PROBLEM TO WORK ON
The expected output is a copy of every line in the records with the string "hidden".
BEGIN GIVEN DATA
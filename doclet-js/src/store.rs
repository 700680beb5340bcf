//! The accumulated, indexed collection of doclets for a parse run.

use crate::doclet::Doclet;
use ahash::AHashMap;

/// A stable handle to a doclet within one store.
#[derive(Clone, Copy, Debug, PartialEq, Eq, Hash, PartialOrd, Ord)]
pub struct DocletId(u32);

impl DocletId {
  pub fn raw(self) -> u32 {
    self.0
  }

  fn index(self) -> usize {
    self.0 as usize
  }
}

/// All doclets produced by a parse run, with the indices downstream
/// consumers query: by longname (multi-valued; overloads share one), by
/// memberof (reverse lookup of a container's children), the documented
/// subset, and the doclets carrying `borrowed` entries.
///
/// The arena also holds cache-only doclets (the global sentinel, anonymous
/// placeholders); those are reachable by id but excluded from iteration and
/// the indices.
#[derive(Default)]
pub struct DocletStore {
  doclets: Vec<Doclet>,
  results: Vec<DocletId>,
  by_longname: AHashMap<String, Vec<DocletId>>,
  by_memberof: AHashMap<String, Vec<DocletId>>,
  documented: AHashMap<String, Vec<DocletId>>,
  borrowed: Vec<DocletId>,
}

impl DocletStore {
  pub fn new() -> DocletStore {
    DocletStore::default()
  }

  pub fn get(&self, id: DocletId) -> &Doclet {
    &self.doclets[id.index()]
  }

  pub fn get_mut(&mut self, id: DocletId) -> &mut Doclet {
    &mut self.doclets[id.index()]
  }

  /// Number of result doclets (cache-only entries excluded).
  pub fn len(&self) -> usize {
    self.results.len()
  }

  pub fn is_empty(&self) -> bool {
    self.results.is_empty()
  }

  /// Adds a doclet to the store and indexes it.
  pub fn add(&mut self, doclet: Doclet) -> DocletId {
    let id = DocletId(self.doclets.len() as u32);
    self.doclets.push(doclet);
    self.results.push(id);
    self.index(id);
    id
  }

  /// Adds a doclet reachable only by id: the global sentinel and anonymous
  /// placeholders, which must never surface in results.
  pub fn add_cache_only(&mut self, doclet: Doclet) -> DocletId {
    let id = DocletId(self.doclets.len() as u32);
    self.doclets.push(doclet);
    id
  }

  fn index(&mut self, id: DocletId) {
    let doclet = &self.doclets[id.index()];
    if let Some(longname) = doclet.longname.clone() {
      self.by_longname.entry(longname.clone()).or_default().push(id);
      if doclet.is_documented() {
        self.documented.entry(longname).or_default().push(id);
      }
    }
    if let Some(memberof) = doclet.memberof.clone() {
      self.by_memberof.entry(memberof).or_default().push(id);
    }
    if doclet.borrowed.is_some() {
      self.borrowed.push(id);
    }
  }

  /// Iterates over result doclets in insertion order.
  pub fn iter(&self) -> impl Iterator<Item = &Doclet> {
    self.results.iter().map(|id| &self.doclets[id.index()])
  }

  pub fn ids(&self) -> Vec<DocletId> {
    self.results.clone()
  }

  pub fn by_longname(&self, longname: &str) -> Vec<DocletId> {
    self.by_longname.get(longname).cloned().unwrap_or_default()
  }

  pub fn by_memberof(&self, memberof: &str) -> Vec<DocletId> {
    self.by_memberof.get(memberof).cloned().unwrap_or_default()
  }

  /// The most recently added documented doclet for a longname.
  pub fn documented_by_longname(&self, longname: &str) -> Option<DocletId> {
    self.documented.get(longname).and_then(|ids| ids.last()).copied()
  }

  pub fn is_documented_longname(&self, longname: &str) -> bool {
    self.documented.contains_key(longname)
  }

  pub fn has_longname(&self, longname: &str) -> bool {
    self.by_longname.contains_key(longname)
  }

  /// Longnames of every known doclet, in insertion order.
  pub fn longnames(&self) -> Vec<String> {
    let mut seen = ahash::AHashSet::new();
    self
      .results
      .iter()
      .filter_map(|id| self.doclets[id.index()].longname.clone())
      .filter(|longname| seen.insert(longname.clone()))
      .collect()
  }

  /// Doclets carrying `borrowed` entries.
  pub fn borrowed_ids(&self) -> Vec<DocletId> {
    self.borrowed.clone()
  }

  /// Result doclets matching a predicate.
  pub fn find<'a>(&'a self, predicate: impl Fn(&Doclet) -> bool + 'a) -> Vec<&'a Doclet> {
    self.iter().filter(|doclet| predicate(doclet)).collect()
  }

  /// Appends `ids` to the documented index for a longname; used by the
  /// post-processors when they synthesize inherited members.
  pub(crate) fn mark_documented(&mut self, longname: &str, id: DocletId) {
    self.documented.entry(longname.to_owned()).or_default().push(id);
  }

  pub(crate) fn index_memberof(&mut self, memberof: &str, id: DocletId) {
    self.by_memberof.entry(memberof.to_owned()).or_default().push(id);
  }
}

#[cfg(test)]
mod tests {
  use super::*;
  use crate::dictionary::TagDictionary;
  use crate::doclet::Doclet;
  use crate::doclet::Meta;

  fn doclet(tags: &[&str]) -> Doclet {
    let comment = format!("/**\n{}\n*/", tags.join("\n"));
    Doclet::from_comment(&TagDictionary::jsdoc(), &comment, Meta::default()).unwrap()
  }

  #[test]
  fn indices_track_longname_and_memberof() {
    let mut store = DocletStore::new();
    let panel = store.add(doclet(&["@name Panel", "@class"]));
    let open = store.add(doclet(&["@name open", "@function", "@memberof Panel#"]));

    assert_eq!(store.by_longname("Panel"), vec![panel]);
    assert_eq!(store.by_memberof("Panel"), vec![open]);
    assert_eq!(store.len(), 2);
  }

  #[test]
  fn overloads_share_a_longname() {
    let mut store = DocletStore::new();
    let first = store.add(doclet(&["@name go", "@function"]));
    let second = store.add(doclet(&["@name go", "@function"]));
    assert_eq!(store.by_longname("go"), vec![first, second]);
  }

  #[test]
  fn cache_only_doclets_stay_out_of_results() {
    let mut store = DocletStore::new();
    let hidden = store.add_cache_only(doclet(&["@name secret", "@member"]));
    assert_eq!(store.len(), 0);
    assert!(store.by_longname("secret").is_empty());
    assert_eq!(store.get(hidden).name.as_deref(), Some("secret"));
  }

  #[test]
  fn documented_index_excludes_undocumented_doclets() {
    let mut store = DocletStore::new();
    let mut hidden = doclet(&["@name x", "@member"]);
    hidden.undocumented = Some(true);
    store.add(hidden);
    assert!(!store.is_documented_longname("x"));
    assert_eq!(store.by_longname("x").len(), 1);
  }

  #[test]
  fn find_filters_with_a_predicate() {
    let mut store = DocletStore::new();
    store.add(doclet(&["@name a", "@class"]));
    store.add(doclet(&["@name b", "@function"]));
    let classes = store.find(|d| d.kind == Some(crate::doclet::Kind::Class));
    assert_eq!(classes.len(), 1);
    assert_eq!(classes[0].name.as_deref(), Some("a"));
  }
}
END GIVEN DATA
RESULT OF THE EXERCISE
    let hidden = store.add_cache_only(doclet(&["@name secret", "@member"]));
    assert_eq!(store.get(hidden).name.as_deref(), Some("secret"));
    let mut hidden = doclet(&["@name x", "@member"]);
    hidden.undocumented = Some(true);
    store.add(hidden);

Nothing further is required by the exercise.